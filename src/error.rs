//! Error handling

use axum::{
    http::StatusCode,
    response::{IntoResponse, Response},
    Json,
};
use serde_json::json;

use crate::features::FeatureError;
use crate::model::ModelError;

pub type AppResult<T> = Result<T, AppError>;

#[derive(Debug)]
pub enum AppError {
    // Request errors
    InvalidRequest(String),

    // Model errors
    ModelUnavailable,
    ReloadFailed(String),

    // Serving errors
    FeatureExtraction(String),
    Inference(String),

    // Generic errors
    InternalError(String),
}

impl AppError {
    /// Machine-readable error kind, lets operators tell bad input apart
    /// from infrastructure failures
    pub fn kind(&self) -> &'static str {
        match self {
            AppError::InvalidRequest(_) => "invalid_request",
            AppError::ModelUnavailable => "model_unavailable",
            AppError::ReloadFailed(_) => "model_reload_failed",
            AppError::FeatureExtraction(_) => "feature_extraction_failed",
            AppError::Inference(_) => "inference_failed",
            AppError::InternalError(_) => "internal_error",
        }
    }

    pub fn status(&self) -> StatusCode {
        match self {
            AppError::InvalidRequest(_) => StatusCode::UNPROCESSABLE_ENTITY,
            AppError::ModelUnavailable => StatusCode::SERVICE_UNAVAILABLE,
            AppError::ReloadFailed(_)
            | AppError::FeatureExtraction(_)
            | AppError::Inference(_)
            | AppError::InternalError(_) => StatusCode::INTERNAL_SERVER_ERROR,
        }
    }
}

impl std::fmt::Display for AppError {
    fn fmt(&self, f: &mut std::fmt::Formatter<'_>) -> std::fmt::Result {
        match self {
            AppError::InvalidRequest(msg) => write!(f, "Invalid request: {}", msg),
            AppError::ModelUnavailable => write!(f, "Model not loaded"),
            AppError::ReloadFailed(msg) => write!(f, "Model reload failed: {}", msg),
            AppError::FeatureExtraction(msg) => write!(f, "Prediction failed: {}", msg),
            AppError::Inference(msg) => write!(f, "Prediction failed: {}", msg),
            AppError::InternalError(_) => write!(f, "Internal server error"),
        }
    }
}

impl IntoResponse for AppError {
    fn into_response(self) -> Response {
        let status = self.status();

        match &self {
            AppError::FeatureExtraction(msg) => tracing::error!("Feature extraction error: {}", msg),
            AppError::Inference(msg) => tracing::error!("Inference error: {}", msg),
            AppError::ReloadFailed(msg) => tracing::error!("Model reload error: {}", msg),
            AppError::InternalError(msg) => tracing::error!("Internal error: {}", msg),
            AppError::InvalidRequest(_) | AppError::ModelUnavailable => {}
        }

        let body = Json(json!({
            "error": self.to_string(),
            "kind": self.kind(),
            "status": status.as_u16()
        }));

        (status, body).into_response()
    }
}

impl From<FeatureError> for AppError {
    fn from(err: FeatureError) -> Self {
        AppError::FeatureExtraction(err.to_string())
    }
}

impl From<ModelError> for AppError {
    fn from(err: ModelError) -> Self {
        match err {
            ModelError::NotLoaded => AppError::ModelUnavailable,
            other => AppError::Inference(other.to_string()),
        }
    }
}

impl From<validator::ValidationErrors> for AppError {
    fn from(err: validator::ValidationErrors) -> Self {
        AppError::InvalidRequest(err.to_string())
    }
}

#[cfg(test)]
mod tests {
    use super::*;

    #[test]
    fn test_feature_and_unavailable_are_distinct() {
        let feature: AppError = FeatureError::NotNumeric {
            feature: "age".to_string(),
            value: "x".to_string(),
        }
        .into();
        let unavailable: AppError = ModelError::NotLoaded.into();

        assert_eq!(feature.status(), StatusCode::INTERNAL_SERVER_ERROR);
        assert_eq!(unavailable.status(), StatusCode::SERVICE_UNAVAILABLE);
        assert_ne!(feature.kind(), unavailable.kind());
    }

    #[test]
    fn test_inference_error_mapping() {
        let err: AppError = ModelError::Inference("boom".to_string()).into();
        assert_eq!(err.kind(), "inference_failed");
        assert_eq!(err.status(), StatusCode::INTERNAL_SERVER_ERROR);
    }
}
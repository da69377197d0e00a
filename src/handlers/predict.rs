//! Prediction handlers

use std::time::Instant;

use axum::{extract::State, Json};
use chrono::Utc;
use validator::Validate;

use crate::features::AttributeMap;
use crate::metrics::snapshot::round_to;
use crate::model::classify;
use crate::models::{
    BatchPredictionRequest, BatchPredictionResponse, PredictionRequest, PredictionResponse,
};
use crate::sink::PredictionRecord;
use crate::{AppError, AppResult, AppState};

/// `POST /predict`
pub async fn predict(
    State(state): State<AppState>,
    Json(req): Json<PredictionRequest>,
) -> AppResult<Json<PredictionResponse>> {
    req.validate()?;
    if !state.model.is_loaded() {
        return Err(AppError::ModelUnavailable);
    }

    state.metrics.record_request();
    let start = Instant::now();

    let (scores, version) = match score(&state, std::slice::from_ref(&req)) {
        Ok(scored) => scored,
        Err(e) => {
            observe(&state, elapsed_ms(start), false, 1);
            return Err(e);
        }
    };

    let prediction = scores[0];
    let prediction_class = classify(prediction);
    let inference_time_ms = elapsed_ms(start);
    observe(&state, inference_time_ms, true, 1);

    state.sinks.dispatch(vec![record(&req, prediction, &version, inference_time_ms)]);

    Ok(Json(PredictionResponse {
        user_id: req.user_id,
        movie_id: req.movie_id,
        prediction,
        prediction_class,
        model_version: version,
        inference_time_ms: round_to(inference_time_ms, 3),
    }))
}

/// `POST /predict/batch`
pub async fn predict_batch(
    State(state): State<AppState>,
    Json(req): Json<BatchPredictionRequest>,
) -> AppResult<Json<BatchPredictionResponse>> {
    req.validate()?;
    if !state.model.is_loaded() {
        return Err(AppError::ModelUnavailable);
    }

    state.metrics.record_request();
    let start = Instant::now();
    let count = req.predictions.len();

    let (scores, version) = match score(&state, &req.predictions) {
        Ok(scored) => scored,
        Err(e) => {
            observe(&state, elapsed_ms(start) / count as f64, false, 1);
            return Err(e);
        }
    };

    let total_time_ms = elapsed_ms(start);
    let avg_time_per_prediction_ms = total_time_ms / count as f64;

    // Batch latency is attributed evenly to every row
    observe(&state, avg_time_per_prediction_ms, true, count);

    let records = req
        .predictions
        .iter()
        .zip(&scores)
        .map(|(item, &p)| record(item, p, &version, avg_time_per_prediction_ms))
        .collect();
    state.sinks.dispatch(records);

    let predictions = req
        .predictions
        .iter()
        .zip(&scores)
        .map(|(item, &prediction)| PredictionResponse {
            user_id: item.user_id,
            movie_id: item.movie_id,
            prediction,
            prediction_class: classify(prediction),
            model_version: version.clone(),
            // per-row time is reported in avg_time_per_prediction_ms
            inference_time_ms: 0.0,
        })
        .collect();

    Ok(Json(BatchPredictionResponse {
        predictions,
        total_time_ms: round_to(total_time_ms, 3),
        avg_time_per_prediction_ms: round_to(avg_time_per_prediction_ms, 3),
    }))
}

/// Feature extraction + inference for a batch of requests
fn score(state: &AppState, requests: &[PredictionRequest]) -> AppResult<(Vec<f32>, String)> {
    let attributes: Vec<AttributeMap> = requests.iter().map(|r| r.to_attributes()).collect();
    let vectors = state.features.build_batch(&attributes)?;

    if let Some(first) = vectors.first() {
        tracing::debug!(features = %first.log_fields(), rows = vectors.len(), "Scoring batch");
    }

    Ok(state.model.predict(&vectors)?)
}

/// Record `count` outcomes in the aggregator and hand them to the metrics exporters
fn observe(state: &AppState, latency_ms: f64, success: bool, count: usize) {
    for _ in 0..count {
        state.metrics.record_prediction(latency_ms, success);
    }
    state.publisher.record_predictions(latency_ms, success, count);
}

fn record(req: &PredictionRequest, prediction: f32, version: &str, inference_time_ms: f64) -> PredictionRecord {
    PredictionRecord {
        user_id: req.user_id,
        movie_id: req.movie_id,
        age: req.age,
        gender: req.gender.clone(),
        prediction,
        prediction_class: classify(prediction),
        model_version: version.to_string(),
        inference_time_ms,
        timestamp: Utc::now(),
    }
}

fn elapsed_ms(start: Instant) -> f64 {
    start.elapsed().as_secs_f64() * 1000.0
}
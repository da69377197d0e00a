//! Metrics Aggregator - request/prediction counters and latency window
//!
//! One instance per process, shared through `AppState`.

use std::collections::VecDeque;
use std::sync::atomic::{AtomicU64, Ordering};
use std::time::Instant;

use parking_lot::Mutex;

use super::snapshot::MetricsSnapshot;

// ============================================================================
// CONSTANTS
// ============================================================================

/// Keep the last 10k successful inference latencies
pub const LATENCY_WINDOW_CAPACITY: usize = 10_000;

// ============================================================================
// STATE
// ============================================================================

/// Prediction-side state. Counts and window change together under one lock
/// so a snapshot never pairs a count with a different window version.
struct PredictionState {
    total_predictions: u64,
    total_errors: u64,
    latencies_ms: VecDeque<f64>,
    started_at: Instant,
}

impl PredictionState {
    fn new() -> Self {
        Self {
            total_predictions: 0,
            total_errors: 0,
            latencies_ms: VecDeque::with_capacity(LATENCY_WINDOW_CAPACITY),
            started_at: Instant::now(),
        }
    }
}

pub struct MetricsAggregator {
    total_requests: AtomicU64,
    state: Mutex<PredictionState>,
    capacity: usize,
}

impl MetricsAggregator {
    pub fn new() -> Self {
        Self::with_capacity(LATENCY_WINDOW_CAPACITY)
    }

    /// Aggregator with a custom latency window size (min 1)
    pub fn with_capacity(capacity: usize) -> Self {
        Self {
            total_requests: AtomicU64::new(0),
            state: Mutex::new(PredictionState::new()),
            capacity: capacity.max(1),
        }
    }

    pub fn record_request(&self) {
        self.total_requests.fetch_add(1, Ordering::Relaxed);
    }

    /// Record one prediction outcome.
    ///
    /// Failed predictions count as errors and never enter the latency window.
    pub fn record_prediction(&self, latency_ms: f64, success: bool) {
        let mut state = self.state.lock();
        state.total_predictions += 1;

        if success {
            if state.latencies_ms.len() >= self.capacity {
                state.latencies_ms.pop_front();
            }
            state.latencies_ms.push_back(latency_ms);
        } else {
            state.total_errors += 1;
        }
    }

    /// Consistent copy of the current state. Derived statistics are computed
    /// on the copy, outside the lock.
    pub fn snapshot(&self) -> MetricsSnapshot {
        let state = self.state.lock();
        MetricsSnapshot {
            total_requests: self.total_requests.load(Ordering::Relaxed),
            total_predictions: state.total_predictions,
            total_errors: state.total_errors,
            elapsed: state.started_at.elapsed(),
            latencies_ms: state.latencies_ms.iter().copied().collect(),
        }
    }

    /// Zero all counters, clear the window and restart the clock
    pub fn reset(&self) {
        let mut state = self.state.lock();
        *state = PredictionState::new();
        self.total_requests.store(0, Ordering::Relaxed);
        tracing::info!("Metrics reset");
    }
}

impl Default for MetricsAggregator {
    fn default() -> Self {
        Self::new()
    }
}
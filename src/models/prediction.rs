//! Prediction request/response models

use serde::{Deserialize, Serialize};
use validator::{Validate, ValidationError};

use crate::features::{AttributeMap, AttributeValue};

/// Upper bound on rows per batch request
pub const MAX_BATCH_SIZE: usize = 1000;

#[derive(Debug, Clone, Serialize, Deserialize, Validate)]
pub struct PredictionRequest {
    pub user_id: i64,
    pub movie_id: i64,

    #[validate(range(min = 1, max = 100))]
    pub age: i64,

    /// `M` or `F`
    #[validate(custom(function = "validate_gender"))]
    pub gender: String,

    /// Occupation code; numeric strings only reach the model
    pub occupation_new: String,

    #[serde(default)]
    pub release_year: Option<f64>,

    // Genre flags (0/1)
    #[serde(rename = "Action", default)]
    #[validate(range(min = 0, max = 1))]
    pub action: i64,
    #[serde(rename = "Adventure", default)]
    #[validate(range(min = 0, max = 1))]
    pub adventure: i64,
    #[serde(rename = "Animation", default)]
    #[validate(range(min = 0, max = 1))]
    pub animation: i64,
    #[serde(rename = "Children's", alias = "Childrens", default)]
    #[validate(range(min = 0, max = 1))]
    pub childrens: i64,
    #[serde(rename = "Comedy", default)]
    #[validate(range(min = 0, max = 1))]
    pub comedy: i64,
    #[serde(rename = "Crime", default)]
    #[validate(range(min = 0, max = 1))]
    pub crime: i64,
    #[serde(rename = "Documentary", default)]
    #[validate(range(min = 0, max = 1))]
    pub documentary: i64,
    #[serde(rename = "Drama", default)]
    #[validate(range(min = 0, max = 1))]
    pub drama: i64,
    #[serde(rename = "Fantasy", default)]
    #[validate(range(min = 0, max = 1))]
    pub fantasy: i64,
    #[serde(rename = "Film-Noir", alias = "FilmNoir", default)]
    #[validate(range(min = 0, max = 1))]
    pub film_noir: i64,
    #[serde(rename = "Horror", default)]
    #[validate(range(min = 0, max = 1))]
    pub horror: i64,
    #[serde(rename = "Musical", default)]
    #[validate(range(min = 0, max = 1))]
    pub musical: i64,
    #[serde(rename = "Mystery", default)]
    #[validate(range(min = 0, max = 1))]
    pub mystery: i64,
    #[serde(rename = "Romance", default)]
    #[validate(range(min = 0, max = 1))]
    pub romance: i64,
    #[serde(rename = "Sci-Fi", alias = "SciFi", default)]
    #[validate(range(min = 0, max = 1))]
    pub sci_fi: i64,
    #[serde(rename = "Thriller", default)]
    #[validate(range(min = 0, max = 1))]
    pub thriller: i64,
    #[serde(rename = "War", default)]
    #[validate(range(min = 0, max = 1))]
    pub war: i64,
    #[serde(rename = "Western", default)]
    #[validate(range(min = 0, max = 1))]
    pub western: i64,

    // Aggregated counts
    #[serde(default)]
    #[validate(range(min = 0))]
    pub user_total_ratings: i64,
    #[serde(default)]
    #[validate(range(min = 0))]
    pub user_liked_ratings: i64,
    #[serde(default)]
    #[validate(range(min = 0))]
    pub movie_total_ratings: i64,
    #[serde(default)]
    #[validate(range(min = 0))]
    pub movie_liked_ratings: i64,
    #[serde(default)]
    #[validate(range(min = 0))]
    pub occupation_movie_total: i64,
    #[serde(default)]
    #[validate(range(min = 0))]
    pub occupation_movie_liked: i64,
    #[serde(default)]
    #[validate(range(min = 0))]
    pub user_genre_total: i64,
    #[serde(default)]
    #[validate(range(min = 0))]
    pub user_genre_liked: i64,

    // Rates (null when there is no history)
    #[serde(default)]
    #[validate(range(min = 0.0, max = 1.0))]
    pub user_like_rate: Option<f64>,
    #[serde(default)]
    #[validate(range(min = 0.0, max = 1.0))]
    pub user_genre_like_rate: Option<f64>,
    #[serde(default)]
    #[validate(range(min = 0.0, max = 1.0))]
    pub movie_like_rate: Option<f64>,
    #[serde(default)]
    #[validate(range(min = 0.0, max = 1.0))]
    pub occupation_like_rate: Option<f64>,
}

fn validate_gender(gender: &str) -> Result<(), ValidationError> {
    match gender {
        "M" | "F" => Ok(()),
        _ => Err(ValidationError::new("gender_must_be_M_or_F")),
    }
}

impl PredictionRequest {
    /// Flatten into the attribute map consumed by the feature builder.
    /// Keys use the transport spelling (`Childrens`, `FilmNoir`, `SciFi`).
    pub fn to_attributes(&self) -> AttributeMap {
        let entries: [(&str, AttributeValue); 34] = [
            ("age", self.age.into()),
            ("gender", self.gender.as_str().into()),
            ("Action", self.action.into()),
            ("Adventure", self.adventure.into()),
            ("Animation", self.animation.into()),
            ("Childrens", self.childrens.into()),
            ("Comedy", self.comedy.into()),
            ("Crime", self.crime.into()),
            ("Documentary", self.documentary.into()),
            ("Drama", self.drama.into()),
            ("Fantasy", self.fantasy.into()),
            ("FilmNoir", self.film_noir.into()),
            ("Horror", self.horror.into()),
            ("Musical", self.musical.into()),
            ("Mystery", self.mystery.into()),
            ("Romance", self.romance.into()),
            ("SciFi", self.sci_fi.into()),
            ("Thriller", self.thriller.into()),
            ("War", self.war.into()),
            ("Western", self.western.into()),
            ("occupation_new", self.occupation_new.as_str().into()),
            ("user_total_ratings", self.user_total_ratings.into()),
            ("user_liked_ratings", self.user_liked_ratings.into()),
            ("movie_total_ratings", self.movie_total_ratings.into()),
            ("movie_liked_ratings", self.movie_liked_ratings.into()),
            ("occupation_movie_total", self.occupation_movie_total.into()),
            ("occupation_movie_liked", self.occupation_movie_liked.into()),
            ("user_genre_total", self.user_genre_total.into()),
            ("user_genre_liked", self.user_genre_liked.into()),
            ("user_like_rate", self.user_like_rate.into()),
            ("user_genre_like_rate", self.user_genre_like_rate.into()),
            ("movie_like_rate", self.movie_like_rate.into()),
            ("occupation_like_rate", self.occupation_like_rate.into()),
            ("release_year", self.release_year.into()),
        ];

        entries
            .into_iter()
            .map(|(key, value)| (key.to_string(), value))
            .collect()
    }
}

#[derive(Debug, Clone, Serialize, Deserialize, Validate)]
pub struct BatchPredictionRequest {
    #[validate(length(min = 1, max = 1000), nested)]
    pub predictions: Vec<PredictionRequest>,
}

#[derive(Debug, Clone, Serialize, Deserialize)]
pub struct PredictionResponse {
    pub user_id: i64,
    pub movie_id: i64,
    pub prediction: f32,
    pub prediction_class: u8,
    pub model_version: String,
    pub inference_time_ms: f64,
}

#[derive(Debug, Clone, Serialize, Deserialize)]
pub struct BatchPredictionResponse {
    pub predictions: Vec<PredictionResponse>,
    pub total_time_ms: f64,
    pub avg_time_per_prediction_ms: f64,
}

....

• WHAT IS NEEDED: In the entries above, count the lines that contain the string "impl" and reply with the number only.

• EXERCISE SOLUTION: 10